Ian headed off his flight home after lunch. We will miss him, it was a great experience to ring together. In the afternoon Bee, Roger and I checked at the survey point for any wood warblers with colour rings, and saw Grey-headed Negro finch, Crested and Red-headed Malimbe and Rufous-crowned Eremomela, Buff-spotted Woodpecker and African Green Pigeon.

1st February-2nd Feb Leaving Nsoatre

Vicky writes:

Over the last couple of days Bee, Ian and I have been gearing up for the last couple of days we shall spend based in Nsoatre as we will be driving to Pepease to work with Chris Orsman at the Wood warbler site. A team of ringers will be coming to carry on the work in a few days after we leave. We have been busy packing, and catalogued the field samples we had collected of the Palearctic migrants that will be analysed later in the lab. We also came to the rescue of a chick at the hostel that had decided to belly flop into a pan of oily red tomato sauce waiting to be washed up outside. A lather with soap, and some wet wipes later newly dubbed “tomato” was back with mum and his brood mates, disaster averted, and all in a days work for a fieldworker.

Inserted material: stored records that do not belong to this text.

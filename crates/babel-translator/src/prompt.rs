//! Literary translation prompt.

use babel_local::coordinator::language_name;

pub const DEFAULT_SOURCE_LANG: &str = "ru";
pub const DEFAULT_TARGET_LANG: &str = "sr";
pub const DEFAULT_CONTEXT: &str = "Literary text";

fn is_serbian(code: &str) -> bool {
    matches!(code, "sr" | "sr-cyrl" | "sr-latn")
}

/// Build the prompt for translating `text` from `from` to `to`.
///
/// Serbian targets get script and dialect rules on top of the general
/// literary guidelines.
pub fn translation_prompt(text: &str, context: &str, from: &str, to: &str) -> String {
    let from_name = language_name(from);
    let to_name = language_name(to);
    let context = if context.trim().is_empty() {
        DEFAULT_CONTEXT
    } else {
        context
    };

    let mut prompt = format!(
        "You are a professional literary translator specializing in {from_name} to {to_name} translation.\n\
         Your task is to translate the following {from_name} text into natural, idiomatic {to_name}.\n\
         \n\
         Guidelines:\n\
         1. Preserve the literary style and tone\n\
         2. Use appropriate {to_name} vocabulary and grammar\n\
         3. Maintain cultural nuances and idioms\n\
         4. Keep names of people and places unchanged unless they have standard {to_name} equivalents\n\
         5. Preserve formatting, punctuation, and paragraph structure\n"
    );

    let mut answer_label = format!("{to_name} translation:");
    if is_serbian(to) {
        if to == "sr-latn" {
            prompt.push_str("6. Use Serbian Latin script (latinica)\n");
        } else {
            prompt.push_str("6. Use Serbian Cyrillic script (ћирилица)\n");
        }
        prompt.push_str(
            "7. **CRITICAL**: Use ONLY Ekavica dialect (екавица) - the standard Serbian dialect used in Serbia\n   \
             - Use \"е\" instead of \"ије/је\": mleko (not mlijeko), dete (not dijete), pesma (not pjesma)\n   \
             - Ekavica examples: hteo (not htio), lepo (not lijepo), reka (not rijeka)\n   \
             - This is MANDATORY for all translations to Serbian\n\
             8. **CRITICAL**: Use ONLY pure Serbian vocabulary - avoid Croatian, Bosnian, or Montenegrin words\n   \
             - Use standard Serbian words preferred in Serbia, not regional variants\n   \
             - Example: use \"avion\" (not Croatian \"zrakoplov\"), \"pozorište\" (not Croatian \"kazalište\")\n",
        );
        answer_label = "Serbian translation (Ekavica only):".to_string();
    }

    prompt.push_str(&format!(
        "\nContext: {context}\n\n{from_name} text:\n{text}\n\n{answer_label}"
    ));
    prompt
}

The 2nd was our last day of ringing at Nsoatre before heading off to Pepease, and we wanted to catch another Nightingale to fulfil the objective of 10 birds which would provide a good sample size. On the transect Nightingale “17” had been rather isolated, being a good few hundred metres away from the nearest “11”, so we targeted this patch to close this gap. As if sensing our impending departure the first bird caught was nightingale number “19”, and after the subsequent net rounds, the last bird we caught was also a nightingale “20” a perfect result! The next team will have their hands full tracking the 12 birds, which will take around 2.5-3hours to track, twice a day. It will be fascinating to see how these birds will behave over the next few weeks of the project, and as the tags last approx 18 days there will be a good data set.